Efervesce na opinião pública a polémica sobre a disciplina de Cidadania e Desenvolvimento (C&D). Tudo começou quando o Secretário de Estado João Costa deu um despacho escrito de concordância sobre um parecer/ proposta de anulação das passagens de ano de dois alunos de uma escola de Famalicão, passagens de ano que já tinham sido decididas favoravelmente pelos respetivos (e competentes conselhos de turma), nos dois anos escolares passados. Tudo isto porque os pais destes alunos impediram os filhos de frequentar a disciplina de C&D, pois aí eram tratados assuntos, designadamente sobre género e sexualidade que, segundo eles, são da responsabilidade dos pais e não da escola.
Não vou entrar em pormenores. Mas vou ao centro da questão. Com a capa da liberdade e do respeito e tolerância por todos e por todas as opiniões, e da luta (justíssima) pela igualdade entre homens e mulheres (“igualdade de género”), entra abertamente na escola a “ideologia do género” – uma corrente de pensamento que procura incutir na sociedade que o género, masculino ou feminino,não tem de corresponder ao sexo, mas pertence a uma escolha de cada indivíduo, subjetiva, ditada por instintos, impulsos, preferências e interesses, modas e ambientes culturais, indo para além dos dados naturais e objetivos.Ou seja, os mentores desta ideologia recusam a complementaridade natural entre os sexos, dissociam a sexualidade da procriação, pretendendo desconstruir a matriz heterossexual da sociedade, assente na família “tradicional” (que parte da união entre um homem e uma mulher). Para os seus adeptos, qualquer pessoa pode escolher o “sexo”.
Quando, a pretexto de temas muito sensíveis que podem ser tratados na disciplina de C&D, esta corrente tendenciosa entra na escola e manipula a consciência de crianças do 1.º ciclo (e alunos dos restantes ciclos), os pais e os cidadãos (e os cristãos) devem apurar o seu espírito crítico e reagir. Porque o Estado tem de ter o cuidado de não ferir princípios que fazem parte do património cultural e axiológico de uma sociedade. Daí, o art.º 43.º da CRP, que proíbe o Estado de programar a educação segundo quaisquer diretrizes filosóficas, políticas, ideológicas ou religiosas. A escola (e o currículo) colaboram com a família na educação, mas não a substituem. Em assuntos que fazem parte do universo íntimo de cada pessoa e de cada família, exige-se ao Estado a cautela e a sensatez para discernir qual a fronteira que não pode ultrapassar.

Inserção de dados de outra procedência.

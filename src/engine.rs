//! The public facade tying the index, ranker, and batch pipeline together.

use crate::document::{Document, DocumentStatus};
use crate::errors::Result;
use crate::executors::Policy;
use crate::index::Index;
use crate::config::EngineConfig;
use crate::ranking;
use crate::stop_words::StopWords;
use ahash::AHashMap;
use tracing::debug;

/// An in-memory TF-IDF search engine over a fixed stop-word set.
///
/// Mutations (`add`, `remove`) must not run concurrently with queries or
/// with each other — callers embedding `Engine` in a multi-threaded
/// service are responsible for serializing them (e.g. behind a
/// readers-writer lock).
pub struct Engine {
    index: Index,
    config: EngineConfig,
}

impl Engine {
    /// Builds an engine from a whitespace-delimited stop-word string, the
    /// common case of the external interface. Fails with `InvalidArgument`
    /// if any stop word contains a control character. For a stop-word set
    /// built from an arbitrary string sequence, build it with
    /// [`StopWords::from_iter`] and pass it to [`Engine::with_stop_words`].
    pub fn new(stop_words: &str) -> Result<Self> {
        Ok(Self::with_stop_words(StopWords::from_str(stop_words)?))
    }

    /// Builds an engine from an already-constructed stop-word set and
    /// default tunables.
    pub fn with_stop_words(stop_words: StopWords) -> Self {
        Self::with_config(stop_words, EngineConfig::default())
    }

    /// Builds an engine with explicit tunables (bucket count, epsilon,
    /// top-k), e.g. for tests that want a smaller `bucket_count`.
    pub fn with_config(stop_words: StopWords, config: EngineConfig) -> Self {
        Self { index: Index::new(stop_words), config }
    }

    pub fn add(&mut self, id: i32, text: String, status: DocumentStatus, ratings: &[i32]) -> Result<()> {
        let result = self.index.add(id, text, status, ratings);
        if let Err(ref err) = result {
            debug!("add({id}) rejected: {err}");
        }
        result
    }

    /// Removes `id` under the sequenced policy. A no-op if `id` is absent.
    pub fn remove(&mut self, id: i32) {
        self.index.remove(Policy::Sequenced, id);
    }

    /// Removes `id`, parallelizing the per-word index cleanup via C7.
    pub fn remove_parallel(&mut self, id: i32) {
        self.index.remove(Policy::Parallel, id);
    }

    /// Ranked search. `predicate` receives `(id, status, rating)`; see
    /// [`Engine::find_top_actual`] and [`Engine::find_top_with_status`] for
    /// the common cases.
    pub fn find_top<P>(&self, policy: Policy, raw_query: &str, predicate: P) -> Result<Vec<Document>>
    where
        P: Fn(i32, DocumentStatus, i32) -> bool + Sync,
    {
        let result = ranking::find_top(&self.index, &self.config, policy, raw_query, predicate);
        match &result {
            Ok(docs) if docs.is_empty() => debug!("find_top({raw_query:?}) matched no documents"),
            Err(err) => debug!("find_top({raw_query:?}) failed: {err}"),
            _ => {}
        }
        result
    }

    /// `find_top` restricted to `DocumentStatus::Actual`, the engine's
    /// default filter when no predicate is supplied.
    pub fn find_top_actual(&self, policy: Policy, raw_query: &str) -> Result<Vec<Document>> {
        self.find_top(policy, raw_query, Self::actual_only)
    }

    /// `find_top` restricted to a single status.
    pub fn find_top_with_status(
        &self,
        policy: Policy,
        raw_query: &str,
        status: DocumentStatus,
    ) -> Result<Vec<Document>> {
        self.find_top(policy, raw_query, move |_, doc_status, _| doc_status == status)
    }

    fn actual_only(_id: i32, status: DocumentStatus, _rating: i32) -> bool {
        status == DocumentStatus::Actual
    }

    pub fn count(&self) -> usize {
        self.index.count()
    }

    pub fn id_at(&self, index: usize) -> Result<i32> {
        self.index.id_at(index)
    }

    pub fn iter_ids(&self) -> impl Iterator<Item = i32> + '_ {
        self.index.iter_ids()
    }

    pub fn match_document(&self, policy: Policy, raw_query: &str, id: i32) -> Result<(Vec<String>, DocumentStatus)> {
        self.index.match_document(policy, raw_query, id)
    }

    pub fn word_frequencies(&self, id: i32) -> AHashMap<String, f64> {
        self.index.word_frequencies(id)
    }

    /// Maps `queries` to per-query result lists in parallel, restricted to
    /// `DocumentStatus::Actual`. `result[i]` corresponds to `queries[i]`.
    pub fn process_queries(&self, queries: &[String]) -> Vec<Result<Vec<Document>>> {
        crate::batch::process_queries(self, queries)
    }

    /// `process_queries(queries)` flattened in query order, preserving each
    /// query's ranker order.
    pub fn process_queries_joined(&self, queries: &[String]) -> Vec<Result<Document>> {
        crate::batch::process_queries_joined(self, queries)
    }
}

#[cfg(test)]
mod tests {
    use super::*;
    use crate::errors::SearchEngineError;
    use crate::stop_words::StopWords;

    /// Installs a subscriber so the `debug!` events in `add`/`find_top` are
    /// visible under `cargo test -- --nocapture`, the same
    /// `tracing_subscriber::fmt()` pattern used in `position_analyzer_cli.rs`.
    fn init_tracing() {
        let _ = tracing_subscriber::fmt().with_test_writer().try_init();
    }

    #[test]
    fn match_s6() {
        init_tracing();
        let mut engine = Engine::with_stop_words(StopWords::from_str("in the").unwrap());
        engine.add(2, "jet from a port".into(), DocumentStatus::Actual, &[]).unwrap();
        engine.add(0, "cat in the city".into(), DocumentStatus::Actual, &[]).unwrap();
        engine.add(1, "dog house".into(), DocumentStatus::Actual, &[]).unwrap();

        let (matched, status) = engine.match_document(Policy::Sequenced, "jet", 2).unwrap();
        assert_eq!(matched, vec!["jet".to_string()]);
        assert_eq!(status, DocumentStatus::Actual);

        let (mut matched, status) = engine.match_document(Policy::Sequenced, "cat city", 0).unwrap();
        matched.sort();
        assert_eq!(matched, vec!["cat".to_string(), "city".to_string()]);
        assert_eq!(status, DocumentStatus::Actual);

        let (matched, _) = engine.match_document(Policy::Sequenced, "dog", 1).unwrap();
        assert!(matched.is_empty());
    }

    #[test]
    fn add_then_remove_restores_observable_state() {
        let mut engine = Engine::with_stop_words(StopWords::default());
        let before = engine.count();
        engine.add(9, "cat dog".into(), DocumentStatus::Actual, &[3, 5]).unwrap();
        engine.remove(9);
        assert_eq!(engine.count(), before);
        assert!(engine.word_frequencies(9).is_empty());
        assert!(engine.find_top_actual(Policy::Sequenced, "cat").unwrap().is_empty());
    }

    #[test]
    fn id_at_and_iter_ids_agree() {
        let mut engine = Engine::with_stop_words(StopWords::default());
        engine.add(1, "a".into(), DocumentStatus::Actual, &[]).unwrap();
        engine.add(2, "b".into(), DocumentStatus::Actual, &[]).unwrap();
        let via_iter: Vec<i32> = engine.iter_ids().collect();
        let via_index: Vec<i32> = (0..engine.count()).map(|i| engine.id_at(i).unwrap()).collect();
        assert_eq!(via_iter, via_index);
    }

    #[test]
    fn find_top_with_status_filters_by_status() {
        let mut engine = Engine::with_stop_words(StopWords::default());
        engine.add(1, "cat".into(), DocumentStatus::Actual, &[]).unwrap();
        engine.add(2, "cat".into(), DocumentStatus::Banned, &[]).unwrap();
        let results = engine.find_top_with_status(Policy::Sequenced, "cat", DocumentStatus::Banned).unwrap();
        assert_eq!(results.len(), 1);
        assert_eq!(results[0].id, 2);
    }

    #[test]
    fn new_builds_stop_words_from_a_whitespace_delimited_string() {
        let mut engine = Engine::new("in the").unwrap();
        engine.add(42, "cat in the city".into(), DocumentStatus::Actual, &[1, 2, 3]).unwrap();
        assert!(engine.find_top_actual(Policy::Sequenced, "in").unwrap().is_empty());
        assert_eq!(engine.find_top_actual(Policy::Sequenced, "cat").unwrap().len(), 1);
    }

    #[test]
    fn new_rejects_a_control_character_in_a_stop_word() {
        let err = Engine::new("in th\te").unwrap_err();
        assert!(matches!(err, SearchEngineError::InvalidArgument(_)));
    }
}
//! A fixed-bucket-count concurrent map used by the parallel ranker to
//! accumulate relevance scores without serializing every update behind a
//! single lock.
//!
//! A sharded concurrent map (`dashmap::DashMap`-shaped: partition by hash,
//! lock per bucket) shows up elsewhere in this codebase's lineage for
//! exactly this reason. Hand-rolled here rather than a `DashMap` because
//! `build_ordinary` needs to take every bucket lock in a fixed total order
//! and concatenate in key order, which `DashMap` doesn't expose directly.

use ahash::AHashMap;
use parking_lot::{Mutex, MutexGuard};
use std::hash::{BuildHasher, Hash};
use std::ops::{Deref, DerefMut};

/// Concurrent `K -> f64` map partitioned into `bucket_count` independently
/// locked buckets. Additive updates to distinct keys in distinct buckets
/// proceed without contending on each other's locks; updates to the same
/// key are serialized through that key's bucket lock.
pub struct ConcurrentAccumulator<K: Eq + Hash> {
    buckets: Vec<Mutex<AHashMap<K, f64>>>,
    hasher: ahash::RandomState,
}

/// A scoped mutable reference to a single entry, held while its bucket's
/// lock is taken. Dropping it releases the lock.
pub struct EntryGuard<'a, K: Eq + Hash> {
    guard: MutexGuard<'a, AHashMap<K, f64>>,
    key: K,
}

impl<'a, K: Eq + Hash + Clone> Deref for EntryGuard<'a, K> {
    type Target = f64;

    fn deref(&self) -> &f64 {
        self.guard.get(&self.key).expect("entry was inserted before the guard was returned")
    }
}

impl<'a, K: Eq + Hash + Clone> DerefMut for EntryGuard<'a, K> {
    fn deref_mut(&mut self) -> &mut f64 {
        self.guard.get_mut(&self.key).expect("entry was inserted before the guard was returned")
    }
}

impl<K: Eq + Hash + Clone> ConcurrentAccumulator<K> {
    /// Creates an accumulator with `bucket_count` buckets. `bucket_count`
    /// must be at least 1.
    pub fn new(bucket_count: usize) -> Self {
        let bucket_count = bucket_count.max(1);
        Self {
            buckets: (0..bucket_count).map(|_| Mutex::new(AHashMap::default())).collect(),
            hasher: ahash::RandomState::new(),
        }
    }

    fn bucket_index(&self, key: &K) -> usize {
        (self.hasher.hash_one(key) as usize) % self.buckets.len()
    }

    /// Returns a guarded mutable reference to `key`'s accumulated value,
    /// inserting a zero entry first if absent. Locks only `key`'s bucket;
    /// concurrent `at_mut` calls on keys in different buckets proceed in
    /// parallel.
    pub fn at_mut(&self, key: K) -> EntryGuard<'_, K> {
        let idx = self.bucket_index(&key);
        let mut guard = self.buckets[idx].lock();
        guard.entry(key.clone()).or_insert(0.0);
        EntryGuard { guard, key }
    }

    /// Removes `key` if present. Locks only `key`'s bucket; atomic with
    /// respect to other operations on that key.
    pub fn erase(&self, key: &K) {
        let idx = self.bucket_index(key);
        self.buckets[idx].lock().remove(key);
    }

    /// Locks every bucket, in bucket-index order (a fixed total order, to
    /// avoid deadlocking against concurrent single-bucket operations which
    /// hold at most one lock), and concatenates the result.
    pub fn build_ordinary(&self) -> AHashMap<K, f64> {
        let mut result = AHashMap::default();
        for bucket in &self.buckets {
            let guard = bucket.lock();
            for (k, v) in guard.iter() {
                result.insert(k.clone(), *v);
            }
        }
        result
    }
}

#[cfg(test)]
mod tests {
    use super::*;
    use std::thread;

    #[test]
    fn at_mut_inserts_zero_then_accumulates() {
        let map: ConcurrentAccumulator<i32> = ConcurrentAccumulator::new(4);
        *map.at_mut(1) += 2.0;
        *map.at_mut(1) += 3.0;
        assert_eq!(map.build_ordinary().get(&1), Some(&5.0));
    }

    #[test]
    fn erase_removes_key() {
        let map: ConcurrentAccumulator<i32> = ConcurrentAccumulator::new(4);
        *map.at_mut(7) += 1.0;
        map.erase(&7);
        assert!(map.build_ordinary().get(&7).is_none());
    }

    #[test]
    fn erase_of_absent_key_is_a_no_op() {
        let map: ConcurrentAccumulator<i32> = ConcurrentAccumulator::new(4);
        map.erase(&7);
        assert!(map.build_ordinary().is_empty());
    }

    #[test]
    fn concurrent_updates_to_distinct_keys_all_land() {
        let map: ConcurrentAccumulator<i32> = ConcurrentAccumulator::new(8);
        thread::scope(|scope| {
            for k in 0..64 {
                let map = &map;
                scope.spawn(move || {
                    for _ in 0..100 {
                        *map.at_mut(k) += 1.0;
                    }
                });
            }
        });
        let built = map.build_ordinary();
        for k in 0..64 {
            assert_eq!(built.get(&k), Some(&100.0));
        }
    }

    #[test]
    fn single_bucket_still_serializes_correctly() {
        let map: ConcurrentAccumulator<i32> = ConcurrentAccumulator::new(1);
        thread::scope(|scope| {
            for _ in 0..8 {
                let map = &map;
                scope.spawn(move || {
                    for _ in 0..50 {
                        *map.at_mut(0) += 1.0;
                    }
                });
            }
        });
        assert_eq!(map.build_ordinary().get(&0), Some(&400.0));
    }
}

Também caberá aos professores e responsáveis das escolas as devidas cautelas. Mesmo com bons currículos e programas, quem manda na sala de aula é o professor. E um mau conteúdo pode ser corrigido/ melhorado por um bom professor; como um bom programa e uma boa matéria podem ser manipulados e desvirtuado por um mau professor. Com bons ou maus currículos e programas, quem manda na escola é o diretor. E é ele que deixa, ou não, lá entrar um conferencista ou uma associação para darem uma palestra aos alunos. E como podem ser perversas estas “sessões de formação”…
A liberdade de educação – que na sua completa abrangência deveria permitir aos pais escolherem a escola para os seus filhos sem encargos adicionais – no limite, deve permitir a objeção de consciência. Para evitar imbróglios, cabe ao Estado saber regular o sistema, com a prudência necessária, à margem de pressões políticas, religiosas e ideológicas. Por esta razão, já há décadas que a disciplina de Educação Moral e Religiosa Católica (EMRC) é facultativa. Pena é que, tal como preconizava na altura o Ministro da Educação Roberto Carneiro, não haja uma alternativa a esta disciplina, remetendo-a para horários indesejáveis, caindo muitos alunos e pais cristãos na tentação fácil de não se inscreverem (até porque é “mais uma disciplina e que não conta para nota”).
Para terminar volto à ideia central desta partilha: a “ideologia do género”. Embora a problemática não se circunscreva a questões do foro eminentemente religioso, que pelo menos os pais cristãos estejam atentos e esclarecidos nestas matérias – até porque os filhos são facilmente engolidos pela onda, sob a capa da moda, do modernismo e do “politicamente correto”.
E para um cabal esclarecimento destes assuntos, em apenas 5 páginas, recomendo vivamente a Carta Pastoral da Conferência Episcopal Portuguesa “A propósito da ideologia do género”, publicada em 14 de novembro de 2013(acessível na Internet), que se mantém atualíssima, e que mereceu na altura os maiores elogios nos meios eclesiásticos e civis, tendo inclusivamente servido de referência para outras conferências episcopais da Europa e de outros continentes.
Façamos esta reflexão, enquanto é tempo. E para bem dos vindouros.